Iniciativa leva educação sobre violência contra a mulher a alunos, professores e agricultoras familiares, com apoio do Programa Goyazes
2 de março de 2026 às 08:23
·
Sociedade
O Projeto Maria da Penha nas Escolas inicia, nesta segunda-feira (2), uma caravana por 12 municípios de Goiás com foco na conscientização sobre as formas de violência contra a mulher. O lançamento oficial será realizado às 9h, na sede da Federação Goiana de Municípios, em Goiânia.
Nos dias 3 e 4, a iniciativa participa do evento “Movimente”, em Brasília, promovido pelo Sebrae em parceria com a Secretaria de Projetos Especiais da Assembleia Legislativa de Goiás, no Royal Tulip, com presença confirmada de Maria da Penha.

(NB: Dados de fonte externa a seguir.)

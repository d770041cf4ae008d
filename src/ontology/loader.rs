use std::{
    fs::File,
    io::{BufRead, BufReader},
    path::PathBuf,
};

use regex::Regex;
use serde::{Deserialize, Serialize};
use tracing::info;

use super::entities::Graph;
use super::value_objects::{Identifier, IdentifierRegistry};
use crate::{Error, Result};

/// Outcome of loading one source into a graph.
#[derive(Clone, Copy, Debug, Default, PartialEq, Eq)]
pub struct LoadReport {
    /// Candidate statements built from the source.
    pub evaluated: u64,
    /// Candidates dropped because a constraint did not hold.
    pub rejected: u64,
}

/// Contract implemented by format specific producers populating a [`Graph`].
///
/// Loaders run before any computation starts; the graph is frozen once every
/// configured source has been loaded.
pub trait GraphLoader {
    /// Appends the statements of the source to `graph`.
    ///
    /// # Errors
    ///
    /// Implementors fail with [`Error::Configuration`] when required mapping
    /// parameters are absent and with [`Error::Parse`] on malformed records.
    fn populate(&self, graph: &mut Graph, registry: &IdentifierRegistry) -> Result<LoadReport>;
}

/// Declares which kind of source a configuration entry describes.
#[derive(Clone, Debug, PartialEq, Eq, Serialize, Deserialize)]
#[serde(tag = "kind", rename_all = "snake_case")]
pub enum GraphSource {
    /// Delimited text file.
    Tabular(TabularSource),
}

impl GraphSource {
    /// Returns the loader able to read this source.
    #[must_use]
    pub fn loader(&self) -> Box<dyn GraphLoader + '_> {
        match self {
            Self::Tabular(source) => Box::new(TabularLoader::new(source)),
        }
    }
}

/// Column of a record turned into an identifier by prepending `prefix`.
#[derive(Clone, Debug, PartialEq, Eq, Serialize, Deserialize)]
pub struct ColumnMapping {
    pub column: usize,
    #[serde(default)]
    pub prefix: String,
}

/// Element of a candidate statement a constraint is checked against.
#[derive(Copy, Clone, Debug, PartialEq, Eq, Serialize, Deserialize)]
#[serde(rename_all = "snake_case")]
pub enum StatementElement {
    Subject,
    Object,
}

/// Condition a candidate statement must satisfy to be added.
#[derive(Copy, Clone, Debug, PartialEq, Eq, Serialize, Deserialize)]
#[serde(rename_all = "snake_case")]
pub enum StatementConstraint {
    /// The element must already be a vertex of the graph.
    Exists(StatementElement),
}

/// Builds one statement per record out of two mapped columns.
#[derive(Clone, Debug, PartialEq, Eq, Serialize, Deserialize)]
pub struct StatementTemplate {
    pub subject: usize,
    pub object: usize,
    /// Predicate, absolute or `prefix:local`.
    pub predicate: String,
    #[serde(default)]
    pub constraints: Vec<StatementConstraint>,
}

/// Delimited text source description.
#[derive(Clone, Debug, PartialEq, Eq, Serialize, Deserialize)]
pub struct TabularSource {
    pub path: PathBuf,
    /// Skip the first line. Defaults to `true`.
    #[serde(default = "default_header")]
    pub header: bool,
    /// Field separator regular expression. Defaults to a tab.
    #[serde(default)]
    pub separator: Option<String>,
    #[serde(default)]
    pub mappings: Vec<ColumnMapping>,
    #[serde(default)]
    pub templates: Vec<StatementTemplate>,
}

fn default_header() -> bool {
    true
}

/// [`GraphLoader`] for delimited text files.
pub struct TabularLoader<'a> {
    source: &'a TabularSource,
}

impl<'a> TabularLoader<'a> {
    #[must_use]
    pub fn new(source: &'a TabularSource) -> Self {
        Self { source }
    }

    /// Loads records from any buffered reader instead of the configured path.
    ///
    /// # Errors
    ///
    /// See [`GraphLoader::populate`].
    pub fn populate_from<R: BufRead>(
        &self,
        reader: R,
        graph: &mut Graph,
        registry: &IdentifierRegistry,
    ) -> Result<LoadReport> {
        let plan = self.plan(registry)?;
        let mut report = LoadReport::default();
        let mut skip_header = self.source.header;

        for (index, line) in reader.lines().enumerate() {
            let line = line?;
            if skip_header {
                skip_header = false;
                continue;
            }
            let line = line.trim();
            if line.is_empty() {
                continue;
            }
            let fields: Vec<&str> = plan.separator.split(line).collect();
            for (template, predicate) in &plan.templates {
                let subject = self.build(template.subject, &fields, index, registry)?;
                let object = self.build(template.object, &fields, index, registry)?;
                report.evaluated += 1;
                let accepted = template.constraints.iter().all(|constraint| match constraint {
                    StatementConstraint::Exists(StatementElement::Subject) => {
                        graph.contains_vertex(&subject)
                    }
                    StatementConstraint::Exists(StatementElement::Object) => {
                        graph.contains_vertex(&object)
                    }
                });
                if accepted {
                    graph.add_statement(subject, predicate.clone(), object);
                } else {
                    report.rejected += 1;
                }
            }
        }

        info!(
            path = %self.source.path.display(),
            evaluated = report.evaluated,
            rejected = report.rejected,
            "tabular_source_loaded"
        );
        Ok(report)
    }

    fn plan(&self, registry: &IdentifierRegistry) -> Result<LoadPlan<'a>> {
        if self.source.mappings.is_empty() {
            return Err(Error::Configuration(
                "please specify a mapping for the tabular loader".to_string(),
            ));
        }
        if self.source.templates.is_empty() {
            return Err(Error::Configuration(
                "please specify a statement template for the tabular loader".to_string(),
            ));
        }
        let separator = Regex::new(self.source.separator.as_deref().unwrap_or("\t"))
            .map_err(|err| Error::Configuration(format!("invalid separator: {err}")))?;
        let templates = self
            .source
            .templates
            .iter()
            .map(|template| {
                resolve_predicate(&template.predicate, registry).map(|id| (template, id))
            })
            .collect::<Result<Vec<_>>>()?;
        Ok(LoadPlan {
            separator,
            templates,
        })
    }

    fn build(
        &self,
        column: usize,
        fields: &[&str],
        line: usize,
        registry: &IdentifierRegistry,
    ) -> Result<Identifier> {
        let mapping = self
            .source
            .mappings
            .iter()
            .find(|mapping| mapping.column == column);
        let (Some(mapping), Some(value)) = (mapping, fields.get(column)) else {
            return Err(Error::Parse {
                input: fields.join(" | "),
                reason: format!(
                    "line {}: no mapping or value for column {column}",
                    line + 1
                ),
            });
        };
        registry.intern(&format!("{}{}", mapping.prefix, value.trim()))
    }
}

impl GraphLoader for TabularLoader<'_> {
    fn populate(&self, graph: &mut Graph, registry: &IdentifierRegistry) -> Result<LoadReport> {
        let file = File::open(&self.source.path).map_err(|err| {
            Error::Configuration(format!(
                "cannot open graph source `{}`: {err}",
                self.source.path.display()
            ))
        })?;
        self.populate_from(BufReader::new(file), graph, registry)
    }
}

struct LoadPlan<'a> {
    separator: Regex,
    templates: Vec<(&'a StatementTemplate, Identifier)>,
}

fn resolve_predicate(text: &str, registry: &IdentifierRegistry) -> Result<Identifier> {
    if text.contains("://") {
        registry.intern(text)
    } else {
        registry.expand(text)
    }
}

/// Loads every source in order into a fresh graph named `name`.
///
/// # Errors
///
/// Propagates the first loader failure.
pub fn load_graph(
    name: &Identifier,
    sources: &[GraphSource],
    registry: &IdentifierRegistry,
) -> Result<Graph> {
    let mut graph = Graph::new(name.clone());
    for source in sources {
        source.loader().populate(&mut graph, registry)?;
    }
    info!(
        graph = %graph.name(),
        vertices = graph.vertex_count(),
        edges = graph.edge_count(),
        "graph_loaded"
    );
    Ok(graph)
}

#[cfg(test)]
mod tests {
    use std::io::Cursor;

    use super::*;

    fn source(constraints: Vec<StatementConstraint>) -> TabularSource {
        TabularSource {
            path: PathBuf::from("inline.tsv"),
            header: true,
            separator: None,
            mappings: vec![
                ColumnMapping {
                    column: 0,
                    prefix: "http://example.org/".to_string(),
                },
                ColumnMapping {
                    column: 1,
                    prefix: "http://example.org/".to_string(),
                },
            ],
            templates: vec![StatementTemplate {
                subject: 0,
                object: 1,
                predicate: "rdfs:subClassOf".to_string(),
                constraints,
            }],
        }
    }

    fn graph(registry: &IdentifierRegistry) -> Graph {
        Graph::new(registry.intern("http://example.org/g").expect("name"))
    }

    #[test]
    fn loads_records_after_header() {
        let registry = IdentifierRegistry::new();
        let mut graph = graph(&registry);
        let source = source(vec![]);
        let report = TabularLoader::new(&source)
            .populate_from(
                Cursor::new("child\tparent\nDog\tMammal\nMammal\tAnimal\n"),
                &mut graph,
                &registry,
            )
            .expect("loaded");
        assert_eq!(report, LoadReport { evaluated: 2, rejected: 0 });
        assert_eq!(graph.edge_count(), 2);
        assert_eq!(graph.vertex_count(), 3);
    }

    #[test]
    fn exists_constraint_rejects_unknown_subjects() {
        let registry = IdentifierRegistry::new();
        let mut graph = graph(&registry);
        graph.add_vertex(registry.intern("http://example.org/Dog").expect("dog"));
        let source = source(vec![StatementConstraint::Exists(StatementElement::Subject)]);
        let report = TabularLoader::new(&source)
            .populate_from(
                Cursor::new("h\th\nDog\tMammal\nCat\tMammal\n"),
                &mut graph,
                &registry,
            )
            .expect("loaded");
        assert_eq!(report, LoadReport { evaluated: 2, rejected: 1 });
        assert_eq!(graph.edge_count(), 1);
    }

    #[test]
    fn missing_templates_are_a_configuration_error() {
        let registry = IdentifierRegistry::new();
        let mut graph = graph(&registry);
        let mut source = source(vec![]);
        source.templates.clear();
        let err = TabularLoader::new(&source)
            .populate_from(Cursor::new(""), &mut graph, &registry)
            .expect_err("no template");
        assert!(matches!(err, Error::Configuration(_)));
    }

    #[test]
    fn short_records_are_a_parse_error() {
        let registry = IdentifierRegistry::new();
        let mut graph = graph(&registry);
        let source = source(vec![]);
        let err = TabularLoader::new(&source)
            .populate_from(Cursor::new("h\nDog\n"), &mut graph, &registry)
            .expect_err("missing column");
        assert!(matches!(err, Error::Parse { .. }));
    }
}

Criado em 2016 e idealizado pela pesquisadora e gestora de projetos Manoela Barbosa, o projeto utiliza literatura infantil em quadrinhos como ferramenta pedagógica. O material é voltado para crianças a partir de 10 anos e narra a história da farmacêutica cearense que deu nome à Lei Maria da Penha e se tornou símbolo nacional no enfrentamento à violência doméstica.
Segundo a organização, já foram distribuídos mais de 45 mil exemplares em 65 cidades de cinco estados. Além da versão colorida destinada a alunos e profissionais da educação, o projeto disponibiliza edição ampliada e em braille para pessoas com deficiência visual.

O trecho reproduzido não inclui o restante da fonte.